● WORK ITEM:
Filter the lines below, copying only those with the string "labels".

Records from a collection:

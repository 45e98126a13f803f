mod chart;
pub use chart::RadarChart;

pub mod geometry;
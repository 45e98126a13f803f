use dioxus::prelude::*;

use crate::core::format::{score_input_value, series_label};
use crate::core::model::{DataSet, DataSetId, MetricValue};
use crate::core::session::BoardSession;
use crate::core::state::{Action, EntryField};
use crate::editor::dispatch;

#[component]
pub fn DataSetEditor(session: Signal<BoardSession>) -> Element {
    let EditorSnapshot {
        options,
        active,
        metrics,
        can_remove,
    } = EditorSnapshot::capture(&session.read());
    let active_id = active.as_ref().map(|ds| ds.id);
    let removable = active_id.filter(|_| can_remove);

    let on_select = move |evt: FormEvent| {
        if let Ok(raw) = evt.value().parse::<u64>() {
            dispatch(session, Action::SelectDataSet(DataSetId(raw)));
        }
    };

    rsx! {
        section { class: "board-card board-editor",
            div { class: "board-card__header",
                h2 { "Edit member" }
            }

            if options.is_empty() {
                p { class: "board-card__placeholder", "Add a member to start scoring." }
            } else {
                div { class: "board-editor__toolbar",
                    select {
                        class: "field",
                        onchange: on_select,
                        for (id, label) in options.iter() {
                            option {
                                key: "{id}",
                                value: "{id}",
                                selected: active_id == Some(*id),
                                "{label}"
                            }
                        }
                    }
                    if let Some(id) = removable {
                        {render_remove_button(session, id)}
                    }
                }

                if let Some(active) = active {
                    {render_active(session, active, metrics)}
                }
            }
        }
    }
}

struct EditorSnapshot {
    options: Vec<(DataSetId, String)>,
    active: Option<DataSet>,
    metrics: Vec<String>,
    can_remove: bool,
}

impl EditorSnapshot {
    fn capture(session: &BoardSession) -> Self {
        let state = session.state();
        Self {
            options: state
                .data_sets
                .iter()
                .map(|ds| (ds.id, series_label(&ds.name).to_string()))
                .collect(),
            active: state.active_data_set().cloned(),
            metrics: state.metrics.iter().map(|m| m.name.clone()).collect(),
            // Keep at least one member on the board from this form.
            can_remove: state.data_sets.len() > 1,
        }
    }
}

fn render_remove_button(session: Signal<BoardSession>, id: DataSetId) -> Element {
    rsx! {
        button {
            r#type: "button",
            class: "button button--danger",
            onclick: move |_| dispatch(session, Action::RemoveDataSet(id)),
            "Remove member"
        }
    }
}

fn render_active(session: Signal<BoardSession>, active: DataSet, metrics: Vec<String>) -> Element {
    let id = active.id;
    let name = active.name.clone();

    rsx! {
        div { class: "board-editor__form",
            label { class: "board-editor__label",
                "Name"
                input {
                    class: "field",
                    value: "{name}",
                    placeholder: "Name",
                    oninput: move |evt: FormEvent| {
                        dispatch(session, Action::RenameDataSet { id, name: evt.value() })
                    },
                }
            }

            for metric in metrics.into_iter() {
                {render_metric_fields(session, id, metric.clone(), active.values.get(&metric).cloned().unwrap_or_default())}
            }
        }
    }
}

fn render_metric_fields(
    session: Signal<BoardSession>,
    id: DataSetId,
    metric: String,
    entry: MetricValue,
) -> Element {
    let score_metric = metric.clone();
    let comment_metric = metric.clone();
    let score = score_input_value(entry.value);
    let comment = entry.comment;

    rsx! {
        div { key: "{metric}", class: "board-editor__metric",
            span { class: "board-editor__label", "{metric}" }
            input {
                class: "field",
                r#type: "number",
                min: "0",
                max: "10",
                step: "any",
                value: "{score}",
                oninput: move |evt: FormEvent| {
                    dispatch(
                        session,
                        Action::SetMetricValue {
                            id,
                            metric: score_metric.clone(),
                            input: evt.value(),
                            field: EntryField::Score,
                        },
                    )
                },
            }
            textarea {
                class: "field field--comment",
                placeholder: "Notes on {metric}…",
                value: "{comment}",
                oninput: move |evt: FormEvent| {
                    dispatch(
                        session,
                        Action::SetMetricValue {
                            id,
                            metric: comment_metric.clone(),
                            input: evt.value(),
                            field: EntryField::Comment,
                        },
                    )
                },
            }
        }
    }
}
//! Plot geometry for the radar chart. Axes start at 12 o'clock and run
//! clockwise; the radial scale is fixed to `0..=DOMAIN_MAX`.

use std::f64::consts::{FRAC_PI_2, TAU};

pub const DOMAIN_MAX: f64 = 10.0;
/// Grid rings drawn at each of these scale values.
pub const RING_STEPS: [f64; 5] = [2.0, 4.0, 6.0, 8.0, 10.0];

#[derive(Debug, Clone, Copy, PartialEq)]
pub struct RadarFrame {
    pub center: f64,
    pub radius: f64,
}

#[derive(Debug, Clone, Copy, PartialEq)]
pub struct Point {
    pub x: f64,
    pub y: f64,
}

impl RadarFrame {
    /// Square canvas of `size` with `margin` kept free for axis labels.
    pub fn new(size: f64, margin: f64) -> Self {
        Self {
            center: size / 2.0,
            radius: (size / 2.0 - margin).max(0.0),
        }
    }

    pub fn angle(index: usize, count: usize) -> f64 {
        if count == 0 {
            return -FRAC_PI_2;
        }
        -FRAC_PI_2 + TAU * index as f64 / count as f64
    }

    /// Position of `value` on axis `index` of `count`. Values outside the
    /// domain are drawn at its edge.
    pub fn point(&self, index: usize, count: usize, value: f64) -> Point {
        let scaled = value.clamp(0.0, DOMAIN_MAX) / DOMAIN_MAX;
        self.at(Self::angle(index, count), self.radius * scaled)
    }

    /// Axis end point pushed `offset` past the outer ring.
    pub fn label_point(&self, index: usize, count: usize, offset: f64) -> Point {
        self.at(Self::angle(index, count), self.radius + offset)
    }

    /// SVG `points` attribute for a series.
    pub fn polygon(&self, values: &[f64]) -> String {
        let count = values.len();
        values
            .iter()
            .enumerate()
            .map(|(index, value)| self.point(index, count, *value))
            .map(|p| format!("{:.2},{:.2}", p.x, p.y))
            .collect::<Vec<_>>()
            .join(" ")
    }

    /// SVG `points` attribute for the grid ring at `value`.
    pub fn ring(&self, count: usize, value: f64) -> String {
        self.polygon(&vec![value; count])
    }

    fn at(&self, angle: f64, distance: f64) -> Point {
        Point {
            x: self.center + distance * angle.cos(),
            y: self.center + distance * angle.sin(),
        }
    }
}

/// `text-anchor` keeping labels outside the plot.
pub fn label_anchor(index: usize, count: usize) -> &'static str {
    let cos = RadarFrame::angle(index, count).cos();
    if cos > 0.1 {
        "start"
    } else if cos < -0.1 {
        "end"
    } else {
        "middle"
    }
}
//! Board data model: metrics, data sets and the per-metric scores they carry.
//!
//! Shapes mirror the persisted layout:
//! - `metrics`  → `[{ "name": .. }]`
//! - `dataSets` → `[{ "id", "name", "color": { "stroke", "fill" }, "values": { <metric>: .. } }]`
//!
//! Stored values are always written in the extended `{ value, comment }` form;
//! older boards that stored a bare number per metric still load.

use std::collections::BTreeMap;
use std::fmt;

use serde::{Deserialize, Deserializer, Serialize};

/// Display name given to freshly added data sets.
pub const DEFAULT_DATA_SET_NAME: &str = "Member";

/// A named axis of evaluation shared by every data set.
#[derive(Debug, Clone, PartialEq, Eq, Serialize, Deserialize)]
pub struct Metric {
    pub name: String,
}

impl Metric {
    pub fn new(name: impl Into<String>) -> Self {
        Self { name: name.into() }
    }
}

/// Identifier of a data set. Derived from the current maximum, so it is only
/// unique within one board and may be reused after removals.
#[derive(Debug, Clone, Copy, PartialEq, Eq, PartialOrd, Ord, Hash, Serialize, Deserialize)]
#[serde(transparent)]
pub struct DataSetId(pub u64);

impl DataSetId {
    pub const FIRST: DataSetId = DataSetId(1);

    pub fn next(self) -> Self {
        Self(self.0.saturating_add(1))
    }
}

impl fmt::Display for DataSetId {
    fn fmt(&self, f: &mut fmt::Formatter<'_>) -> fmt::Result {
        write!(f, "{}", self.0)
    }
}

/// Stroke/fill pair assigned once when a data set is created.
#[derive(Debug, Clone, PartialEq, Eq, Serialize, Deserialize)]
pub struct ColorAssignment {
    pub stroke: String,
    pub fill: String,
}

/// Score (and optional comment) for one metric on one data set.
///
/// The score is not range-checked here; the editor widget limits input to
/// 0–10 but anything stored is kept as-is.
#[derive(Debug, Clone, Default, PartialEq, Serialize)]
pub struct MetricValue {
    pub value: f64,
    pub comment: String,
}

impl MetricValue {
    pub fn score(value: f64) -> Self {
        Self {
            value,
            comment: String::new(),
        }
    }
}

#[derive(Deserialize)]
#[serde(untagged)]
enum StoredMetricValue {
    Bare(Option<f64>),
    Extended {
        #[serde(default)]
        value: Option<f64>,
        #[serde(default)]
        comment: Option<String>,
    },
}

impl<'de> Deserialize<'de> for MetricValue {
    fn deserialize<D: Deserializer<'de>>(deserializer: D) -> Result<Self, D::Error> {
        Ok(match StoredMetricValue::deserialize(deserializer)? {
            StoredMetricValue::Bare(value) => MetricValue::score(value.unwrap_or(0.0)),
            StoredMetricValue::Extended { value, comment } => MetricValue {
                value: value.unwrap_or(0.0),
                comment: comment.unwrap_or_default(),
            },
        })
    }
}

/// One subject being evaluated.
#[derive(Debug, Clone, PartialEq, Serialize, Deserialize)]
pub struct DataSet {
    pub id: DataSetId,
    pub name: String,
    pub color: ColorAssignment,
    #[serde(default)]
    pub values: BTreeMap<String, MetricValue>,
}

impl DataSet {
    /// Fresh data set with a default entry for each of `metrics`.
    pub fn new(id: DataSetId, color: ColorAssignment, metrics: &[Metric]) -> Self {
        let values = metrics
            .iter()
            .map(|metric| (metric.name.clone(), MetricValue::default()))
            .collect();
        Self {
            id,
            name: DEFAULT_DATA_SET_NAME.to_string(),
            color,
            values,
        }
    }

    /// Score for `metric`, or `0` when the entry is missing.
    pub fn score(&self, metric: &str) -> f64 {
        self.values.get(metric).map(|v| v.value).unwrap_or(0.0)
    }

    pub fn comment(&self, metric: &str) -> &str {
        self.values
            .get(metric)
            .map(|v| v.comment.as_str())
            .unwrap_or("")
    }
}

● SOLUTION:
    /// Square canvas of `size` with `margin` kept free for axis labels.
/// `text-anchor` keeping labels outside the plot.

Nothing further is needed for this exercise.